:: What you will do ::
Word for word, write out all of the data below.

-- Records shown follows --

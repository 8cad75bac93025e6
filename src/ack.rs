use std::fmt;

/// What a consumer tells the bus about an inbound message.
#[derive(Debug, Clone, Copy, PartialEq, Eq, Hash)]
pub enum AckDecision {
    /// Fully processed, every downstream effect recorded. Remove from queue.
    Accept,
    /// Inapplicable or malformed; redelivery cannot help. Remove without reprocessing.
    RejectDrop,
    /// Processing could not complete (transient failure). Redeliver later.
    RejectRequeue,
}

impl AckDecision {
    /// Whether the bus should redeliver the message.
    pub fn requeue(self) -> bool {
        matches!(self, AckDecision::RejectRequeue)
    }

    pub fn is_accept(self) -> bool {
        matches!(self, AckDecision::Accept)
    }
}

impl fmt::Display for AckDecision {
    fn fmt(&self, f: &mut fmt::Formatter<'_>) -> fmt::Result {
        match self {
            AckDecision::Accept => write!(f, "ack"),
            AckDecision::RejectDrop => write!(f, "nack-discard"),
            AckDecision::RejectRequeue => write!(f, "nack-requeue"),
        }
    }
}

-- Records shown concluded --

:: The completed task ::
repository 8cad75bac93025e6
filename src/ack.rs
use std::fmt;

/// What a consumer tells the bus about an inbound message.
#[derive(Debug, Clone, Copy, PartialEq, Eq, Hash)]
pub enum AckDecision {
    /// Fully processed, every downstream effect recorded. Remove from queue.
    Accept,
    /// Inapplicable or malformed; redelivery cannot help. Remove without reprocessing.
    RejectDrop,
    /// Processing could not complete (transient failure). Redeliver later.
    RejectRequeue,
}

impl AckDecision {
    /// Whether the bus should redeliver the message.
    pub fn requeue(self) -> bool {
        matches!(self, AckDecision::RejectRequeue)
    }

    pub fn is_accept(self) -> bool {
        matches!(self, AckDecision::Accept)
    }
}

impl fmt::Display for AckDecision {
    fn fmt(&self, f: &mut fmt::Formatter<'_>) -> fmt::Result {
        match self {
            AckDecision::Accept => write!(f, "ack"),
            AckDecision::RejectDrop => write!(f, "nack-discard"),
            AckDecision::RejectRequeue => write!(f, "nack-requeue"),
        }
    }
}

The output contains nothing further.